### [Aim of the exercise]
Copy each line below holding "stride".

### [Data supplied]
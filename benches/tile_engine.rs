extern crate criterion;
extern crate tiff;

use std::io::Cursor;

use criterion::{black_box, measurement::Measurement, BenchmarkGroup, Criterion, Throughput};
use tiff::tags::{CompressionMethod, PhotometricInterpretation, PlanarConfiguration};
use tiff::tilemap::byte_order::ByteOrder;
use tiff::tilemap::codec::Uncompressed;
use tiff::tilemap::ifd::{GenericIfd, IfdKind, IfdView};
use tiff::tilemap::index::IfdId;
use tiff::tilemap::map::{Map, Options};
use tiff::tilemap::read_map::{ReadMap, StreamTileSupplier};
use tiff::tilemap::sample_type::SampleType;
use tiff::tilemap::tiling::TilingMode;
use tiff::tilemap::write_map::WriteMap;

const SIDE: u32 = 512;
const TILE: u32 = 64;

fn build_ifd() -> GenericIfd {
    GenericIfd::new(
        IfdKind::Classic,
        ByteOrder::LittleEndian,
        SIDE,
        SIDE,
        TilingMode::Tiled {
            tile_width: TILE,
            tile_length: TILE,
        },
        1,
        SampleType::UnsignedInt { bits: 8 },
        PlanarConfiguration::Chunky,
        PhotometricInterpretation::BlackIsZero,
        CompressionMethod::None,
    )
}

fn build_map(ifd: &GenericIfd) -> Map {
    Map::new(
        IfdId::fresh(),
        SIDE,
        SIDE,
        ifd.tiling(),
        1,
        ifd.sample_type(),
        PlanarConfiguration::Chunky,
        Options::default(),
    )
    .unwrap()
}

fn write_full_image() -> (Cursor<Vec<u8>>, GenericIfd) {
    let mut ifd = build_ifd();
    let map = build_map(&ifd);
    let mut stream = Cursor::new(Vec::new());
    {
        let mut write_map = WriteMap::new(map, &mut stream, &mut ifd, Uncompressed);
        for y in 0..SIDE {
            for x in 0..SIDE {
                write_map
                    .update_sample_i64(x, y, 0, ((x ^ y) & 0xff) as i64, 8)
                    .unwrap();
            }
        }
        write_map.complete_writing().unwrap();
    }
    (stream, ifd)
}

fn sequential_scan(mut stream: Cursor<Vec<u8>>, ifd: GenericIfd) {
    let map = build_map(&ifd);
    let supplier = StreamTileSupplier::new(black_box(&mut stream), &ifd, Uncompressed, 0);
    let mut read_map = ReadMap::new(map, supplier, 8);
    for y in 0..SIDE {
        for x in 0..SIDE {
            black_box(read_map.read_sample_i64(x, y, 0).unwrap());
        }
    }
}

fn random_access_scan(mut stream: Cursor<Vec<u8>>, ifd: GenericIfd) {
    let map = build_map(&ifd);
    let supplier = StreamTileSupplier::new(black_box(&mut stream), &ifd, Uncompressed, 0);
    let mut read_map = ReadMap::new(map, supplier, 8);
    // a stride that is coprime with SIDE, so every coordinate is visited
    // exactly once but never in raster order.
    let stride = 131u32;
    let total = SIDE * SIDE;
    let mut i = 0u32;
    for _ in 0..total {
        let y = i / SIDE;
        let x = i % SIDE;
        black_box(read_map.read_sample_i64(x, y, 0).unwrap());
        i = (i + stride) % total;
    }
}

fn run_bench<M: Measurement>(
    group: &mut BenchmarkGroup<M>,
    id: &str,
    sample_size: usize,
    f: impl Fn() + 'static,
) {
    group
        .sample_size(sample_size)
        .throughput(Throughput::Bytes((SIDE * SIDE) as u64))
        .bench_function(id, move |b| b.iter(|| f()));
}

fn main() {
    let mut c = Criterion::default().configure_from_args();
    let mut group = c.benchmark_group("tiff-tilemap");

    run_bench(&mut group, "write-512x512-tiled-64", 20, || {
        let (_stream, _ifd) = write_full_image();
    });

    run_bench(&mut group, "read-sequential-512x512-tiled-64", 20, || {
        let (stream, ifd) = write_full_image();
        sequential_scan(stream, ifd);
    });

    run_bench(&mut group, "read-random-access-512x512-tiled-64", 10, || {
        let (stream, ifd) = write_full_image();
        random_access_scan(stream, ifd);
    });
}
//! All IO functionality needed for TIFF decoding

#[cfg(feature = "fax")]
use std::collections::VecDeque;
use std::io::{self, BufRead, BufReader, Read, Seek, Take};

/// Byte order of the TIFF file.
#[derive(Clone, Copy, Debug)]
pub enum ByteOrder {
    /// little endian byte order
    LittleEndian,
    /// big endian byte order
    BigEndian,
}

/// Reader that is aware of the byte order.
#[derive(Debug)]
pub struct EndianReader<R> {
    reader: R,
    pub(crate) byte_order: ByteOrder,
}

impl<R: Read> EndianReader<R> {
    pub fn new(reader: R, byte_order: ByteOrder) -> Self {
        Self { reader, byte_order }
    }

    pub fn inner(&mut self) -> &mut R {
        &mut self.reader
    }

    pub fn goto_offset(&mut self, offset: u64) -> io::Result<()>
    where
        R: Seek,
    {
        self.reader.seek(io::SeekFrom::Start(offset))?;
        Ok(())
    }

    /// Reads an u16
    #[inline(always)]
    pub fn read_u16(&mut self) -> Result<u16, io::Error> {
        let mut n = [0u8; 2];
        self.reader.read_exact(&mut n)?;
        Ok(match self.byte_order {
            ByteOrder::LittleEndian => u16::from_le_bytes(n),
            ByteOrder::BigEndian => u16::from_be_bytes(n),
        })
    }

    /// Reads an i8
    #[inline(always)]
    pub fn read_i8(&mut self) -> Result<i8, io::Error> {
        let mut n = [0u8; 1];
        self.reader.read_exact(&mut n)?;
        Ok(match self.byte_order {
            ByteOrder::LittleEndian => i8::from_le_bytes(n),
            ByteOrder::BigEndian => i8::from_be_bytes(n),
        })
    }

    /// Reads an i16
    #[inline(always)]
    pub fn read_i16(&mut self) -> Result<i16, io::Error> {
        let mut n = [0u8; 2];
        self.reader.read_exact(&mut n)?;
        Ok(match self.byte_order {
            ByteOrder::LittleEndian => i16::from_le_bytes(n),
            ByteOrder::BigEndian => i16::from_be_bytes(n),
        })
    }

    /// Reads an u32
    #[inline(always)]
    pub fn read_u32(&mut self) -> Result<u32, io::Error> {
        let mut n = [0u8; 4];
        self.reader.read_exact(&mut n)?;
        Ok(match self.byte_order {
            ByteOrder::LittleEndian => u32::from_le_bytes(n),
            ByteOrder::BigEndian => u32::from_be_bytes(n),
        })
    }

    /// Reads an i32
    #[inline(always)]
    pub fn read_i32(&mut self) -> Result<i32, io::Error> {
        let mut n = [0u8; 4];
        self.reader.read_exact(&mut n)?;
        Ok(match self.byte_order {
            ByteOrder::LittleEndian => i32::from_le_bytes(n),
            ByteOrder::BigEndian => i32::from_be_bytes(n),
        })
    }

    /// Reads an u64
    #[inline(always)]
    pub fn read_u64(&mut self) -> Result<u64, io::Error> {
        let mut n = [0u8; 8];
        self.reader.read_exact(&mut n)?;
        Ok(match self.byte_order {
            ByteOrder::LittleEndian => u64::from_le_bytes(n),
            ByteOrder::BigEndian => u64::from_be_bytes(n),
        })
    }

    /// Reads an i64
    #[inline(always)]
    pub fn read_i64(&mut self) -> Result<i64, io::Error> {
        let mut n = [0u8; 8];
        self.reader.read_exact(&mut n)?;
        Ok(match self.byte_order {
            ByteOrder::LittleEndian => i64::from_le_bytes(n),
            ByteOrder::BigEndian => i64::from_be_bytes(n),
        })
    }

    /// Reads an f32
    #[inline(always)]
    pub fn read_f32(&mut self) -> Result<f32, io::Error> {
        let mut n = [0u8; 4];
        self.reader.read_exact(&mut n)?;
        Ok(f32::from_bits(match self.byte_order {
            ByteOrder::LittleEndian => u32::from_le_bytes(n),
            ByteOrder::BigEndian => u32::from_be_bytes(n),
        }))
    }

    /// Reads an f64
    #[inline(always)]
    pub fn read_f64(&mut self) -> Result<f64, io::Error> {
        let mut n = [0u8; 8];
        self.reader.read_exact(&mut n)?;
        Ok(f64::from_bits(match self.byte_order {
            ByteOrder::LittleEndian => u64::from_le_bytes(n),
            ByteOrder::BigEndian => u64::from_be_bytes(n),
        }))
    }
}

//
// # READERS
//

/// Type alias for the deflate Reader
#[cfg(feature = "deflate")]
pub type DeflateReader<R> = flate2::read::ZlibDecoder<R>;

//
// ## LZW Reader
//

/// Reader that decompresses LZW streams
#[cfg(feature = "lzw")]
pub struct LZWReader<R: Read> {
    reader: BufReader<Take<R>>,
    decoder: weezl::decode::Decoder,
}

#[cfg(feature = "lzw")]
impl<R: Read> LZWReader<R> {
    /// Wraps a reader
    pub fn new(reader: R, compressed_length: usize) -> LZWReader<R> {
        let configuration =
            weezl::decode::Configuration::with_tiff_size_switch(weezl::BitOrder::Msb, 8)
                .with_yield_on_full_buffer(true);
        Self {
            reader: BufReader::with_capacity(
                (32 * 1024).min(compressed_length),
                reader.take(u64::try_from(compressed_length).unwrap()),
            ),
            decoder: configuration.build(),
        }
    }
}

#[cfg(feature = "lzw")]
impl<R: Read> Read for LZWReader<R> {
    fn read(&mut self, buf: &mut [u8]) -> io::Result<usize> {
        loop {
            let result = self.decoder.decode_bytes(self.reader.fill_buf()?, buf);
            self.reader.consume(result.consumed_in);

            match result.status {
                Ok(weezl::LzwStatus::Ok) => {
                    if result.consumed_out == 0 {
                        continue;
                    } else {
                        return Ok(result.consumed_out);
                    }
                }
                Ok(weezl::LzwStatus::NoProgress) => {
                    assert_eq!(result.consumed_in, 0);
                    assert_eq!(result.consumed_out, 0);
                    assert!(self.reader.buffer().is_empty());
                    return Err(io::Error::new(
                        io::ErrorKind::UnexpectedEof,
                        "no lzw end code found",
                    ));
                }
                Ok(weezl::LzwStatus::Done) => {
                    return Ok(result.consumed_out);
                }
                Err(err) => return Err(io::Error::new(io::ErrorKind::InvalidData, err)),
            }
        }
    }
}

//
// ## PackBits Reader
//

/// Internal state machine for the PackBitsReader.
enum PackBitsReaderState {
    Header,
    Literal,
    Repeat { value: u8 },
}

/// Reader that unpacks Apple's `PackBits` format
pub struct PackBitsReader<R: Read> {
    reader: Take<R>,
    state: PackBitsReaderState,
    count: usize,
}

impl<R: Read> PackBitsReader<R> {
    /// Wraps a reader
    pub fn new(reader: R, length: u64) -> Self {
        Self {
            reader: reader.take(length),
            state: PackBitsReaderState::Header,
            count: 0,
        }
    }
}

impl<R: Read> Read for PackBitsReader<R> {
    fn read(&mut self, buf: &mut [u8]) -> io::Result<usize> {
        while let PackBitsReaderState::Header = self.state {
            if self.reader.limit() == 0 {
                return Ok(0);
            }
            let mut header: [u8; 1] = [0];
            self.reader.read_exact(&mut header)?;
            let h = header[0] as i8;
            if (-127..=-1).contains(&h) {
                let mut data: [u8; 1] = [0];
                self.reader.read_exact(&mut data)?;
                self.state = PackBitsReaderState::Repeat { value: data[0] };
                self.count = (1 - h as isize) as usize;
            } else if h >= 0 {
                self.state = PackBitsReaderState::Literal;
                self.count = h as usize + 1;
            } else {
                // h = -128 is a no-op.
            }
        }

        let length = buf.len().min(self.count);
        let actual = match self.state {
            PackBitsReaderState::Literal => self.reader.read(&mut buf[..length])?,
            PackBitsReaderState::Repeat { value } => {
                for b in &mut buf[..length] {
                    *b = value;
                }

                length
            }
            PackBitsReaderState::Header => unreachable!(),
        };

        self.count -= actual;
        if self.count == 0 {
            self.state = PackBitsReaderState::Header;
        }
        Ok(actual)
    }
}

#[cfg(feature = "fax")]
pub struct Group4Reader<R: Read> {
    decoder: fax::decoder::Group4Decoder<io::Bytes<io::Take<R>>>,
    bits: bitvec::vec::BitVec<u8, bitvec::prelude::Msb0>,
    byte_buf: VecDeque<u8>,
    height: u16,
    width: u16,
    y: u16,
}

#[cfg(feature = "fax")]
impl<R: Read> Group4Reader<R> {
    pub fn new(
        dimensions: (u32, u32),
        reader: R,
        compressed_length: u64,
    ) -> crate::TiffResult<Self> {
        let width = u16::try_from(dimensions.0)?;
        let height = u16::try_from(dimensions.1)?;

        Ok(Self {
            decoder: fax::decoder::Group4Decoder::new(
                reader.take(compressed_length).bytes(),
                width,
            )?,
            bits: bitvec::vec::BitVec::new(),
            byte_buf: VecDeque::new(),
            width: width,
            height: height,
            y: 0,
        })
    }
}

#[cfg(feature = "fax")]
impl<R: Read> Read for Group4Reader<R> {
    fn read(&mut self, buf: &mut [u8]) -> io::Result<usize> {
        if self.byte_buf.is_empty() && self.y < self.height {
            let next = self
                .decoder
                .advance()
                .map_err(|e| std::io::Error::new(std::io::ErrorKind::Other, e))?;

            match next {
                fax::decoder::DecodeStatus::End => (),
                fax::decoder::DecodeStatus::Incomplete => {
                    self.y += 1;
                    let transitions = fax::decoder::pels(self.decoder.transition(), self.width);
                    self.bits.extend(transitions.map(|c| match c {
                        fax::Color::Black => true,
                        fax::Color::White => false,
                    }));
                    self.byte_buf.extend(self.bits.as_raw_slice());
                    self.bits.clear();
                }
            }
        }
        self.byte_buf.read(buf)
    }
}

#[cfg(test)]
mod test {
    use super::*;

    #[test]
    fn test_packbits() {
        let encoded = vec![
            0xFE, 0xAA, 0x02, 0x80, 0x00, 0x2A, 0xFD, 0xAA, 0x03, 0x80, 0x00, 0x2A, 0x22, 0xF7,
            0xAA,
        ];
        let encoded_len = encoded.len();

        let buff = io::Cursor::new(encoded);
        let mut decoder = PackBitsReader::new(buff, encoded_len as u64);

        let mut decoded = Vec::new();
        decoder.read_to_end(&mut decoded).unwrap();

        let expected = vec![
            0xAA, 0xAA, 0xAA, 0x80, 0x00, 0x2A, 0xAA, 0xAA, 0xAA, 0xAA, 0x80, 0x00, 0x2A, 0x22,
            0xAA, 0xAA, 0xAA, 0xAA, 0xAA, 0xAA, 0xAA, 0xAA, 0xAA, 0xAA,
        ];
        assert_eq!(decoded, expected);
    }
}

### [Answer to this exercise]
    // a stride that is coprime with SIDE, so every coordinate is visited
    let stride = 131u32;
        i = (i + stride) % total;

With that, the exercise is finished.